It's not? - Then it's for immigration.
That's right. The question is: wasn't it clear to you, and if you saw yourself to be a non-resident, that you would fit the category of visitor or temporary resident when you came to Australia? - For short stays it can become quite confusing when you have temporary written in (e) and you have temporary written in (d).
The truth is, is it not, that you were and saw yourself at all times to be an Australian resident doing some temporary trips overseas for work from time to time? - I saw myself as a non-resident of Australia because I did not live in Australia. I had a family in the Philippines. I was planning to live in the Philippines. I spent most of the year outside of Australia. Also, there was plenty of work outside Australia. I had no intention to return to live or work in Australia." [Transcript page 33]

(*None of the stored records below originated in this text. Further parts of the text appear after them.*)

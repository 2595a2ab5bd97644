pub mod ask;
pub mod config;
pub mod error;
pub mod models;
pub mod normalize;
pub mod options;
pub mod prompt;
pub mod traits;

#[cfg(any(test, feature = "testutil"))]
pub mod testutil;

pub use ask::AskService;
pub use config::Settings;
pub use error::AppError;
pub use models::{AskResponse, FailureKind, Provider, ProviderOutcome};
pub use normalize::normalize_answer;
pub use options::extract_options;
pub use prompt::build_prompt;
pub use traits::{AnswerProvider, HttpReply, HttpRequest, Transport};
//! Test utilities: mock implementations of the core traits.
//!
//! Handwritten mocks for dependency injection in unit tests.
//! All mocks use `Arc<Mutex<_>>` for interior mutability, allowing
//! test assertions on recorded calls.

use std::sync::{Arc, Mutex};

use crate::error::AppError;
use crate::models::Provider;
use crate::traits::{AnswerProvider, HttpReply, HttpRequest, Transport};

// ---------------------------------------------------------------------------
// MockTransport
// ---------------------------------------------------------------------------

/// Mock transport that replays queued replies and records every request.
#[derive(Clone, Default)]
pub struct MockTransport {
    /// Queue of replies. Each call pops the first element.
    /// If empty, returns a 500 so unexpected extra calls fail loudly.
    replies: Arc<Mutex<Vec<Result<HttpReply, AppError>>>>,
    pub requests: Arc<Mutex<Vec<HttpRequest>>>,
}

impl MockTransport {
    pub fn new() -> Self {
        Self::default()
    }

    pub fn with_replies(replies: Vec<Result<HttpReply, AppError>>) -> Self {
        Self {
            replies: Arc::new(Mutex::new(replies)),
            requests: Arc::new(Mutex::new(Vec::new())),
        }
    }

    pub fn call_count(&self) -> usize {
        self.requests.lock().unwrap().len()
    }

    pub fn recorded(&self) -> Vec<HttpRequest> {
        self.requests.lock().unwrap().clone()
    }
}

impl Transport for MockTransport {
    async fn post_json(&self, request: HttpRequest) -> Result<HttpReply, AppError> {
        self.requests.lock().unwrap().push(request);
        let mut replies = self.replies.lock().unwrap();
        if replies.is_empty() {
            Ok(reply(500, "Internal Server Error", "no reply queued"))
        } else {
            replies.remove(0)
        }
    }
}

// ---------------------------------------------------------------------------
// MockProvider
// ---------------------------------------------------------------------------

/// Mock provider that returns configurable raw replies.
#[derive(Clone)]
pub struct MockProvider {
    provider: Provider,
    responses: Arc<Mutex<Vec<Result<String, AppError>>>>,
    prompts: Arc<Mutex<Vec<String>>>,
}

impl MockProvider {
    pub fn new(provider: Provider, reply: &str) -> Self {
        Self::with_responses(provider, vec![Ok(reply.to_string())])
    }

    pub fn with_error(provider: Provider, error: AppError) -> Self {
        Self::with_responses(provider, vec![Err(error)])
    }

    pub fn with_responses(provider: Provider, responses: Vec<Result<String, AppError>>) -> Self {
        Self {
            provider,
            responses: Arc::new(Mutex::new(responses)),
            prompts: Arc::new(Mutex::new(Vec::new())),
        }
    }

    pub fn call_count(&self) -> usize {
        self.prompts.lock().unwrap().len()
    }

    pub fn prompts(&self) -> Vec<String> {
        self.prompts.lock().unwrap().clone()
    }
}

impl AnswerProvider for MockProvider {
    fn provider(&self) -> Provider {
        self.provider
    }

    fn model(&self) -> &str {
        "mock-model"
    }

    async fn ask(&self, prompt: &str) -> Result<String, AppError> {
        self.prompts.lock().unwrap().push(prompt.to_string());
        let mut responses = self.responses.lock().unwrap();
        if responses.is_empty() {
            Ok("A".to_string())
        } else {
            responses.remove(0)
        }
    }
}

// ---------------------------------------------------------------------------
// Test helpers
// ---------------------------------------------------------------------------

/// Build a reply with a raw body.
pub fn reply(status: u16, status_text: &str, body: &str) -> HttpReply {
    HttpReply {
        status,
        status_text: status_text.to_string(),
        body: body.to_string(),
    }
}

/// Build a 200 reply with a JSON body.
pub fn json_ok(body: serde_json::Value) -> Result<HttpReply, AppError> {
    Ok(reply(200, "OK", &body.to_string()))
}

/// OpenAI chat-completions success body.
pub fn chat_completion(content: &str) -> serde_json::Value {
    serde_json::json!({
        "id": "chatcmpl-test",
        "object": "chat.completion",
        "choices": [{
            "index": 0,
            "message": { "role": "assistant", "content": content },
            "finish_reason": "stop"
        }]
    })
}

/// OpenAI error body as returned with non-success statuses.
pub fn openai_error(message: &str) -> String {
    serde_json::json!({
        "error": { "message": message, "type": "invalid_request_error" }
    })
    .to_string()
}

/// Gemini generate-content success body.
pub fn gemini_candidate(text: &str) -> serde_json::Value {
    serde_json::json!({
        "candidates": [{
            "content": { "role": "model", "parts": [{ "text": text }] },
            "finishReason": "STOP"
        }]
    })
}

24. When asked about the discussions with his Australian accountant, Mr Evans, Mr Mynott answered:
"He would have advised me that he saw me as a non-resident of Australia and he had no problems putting me forward as a non-resident of Australia, based on information I'd provided with him and any questions he'd had to ask me.
…
I would ask him that if I hadn't pay tax overseas, I'd tell him, whether I hadn't paid tax overseas. I'd tell him the amount of time I spent in Australia, that's shown on that form, that tax year. And he had no problems putting me forward as a non-resident of Australia and he put that down on the tax return.
…
What happened was I asked him whether I need to pay tax in Australia for my overseas income. He assured me every time that he considered me as a non-resident of Australia so that I didn't need to include my overseas income in my tax return." [Transcript pages 35-36]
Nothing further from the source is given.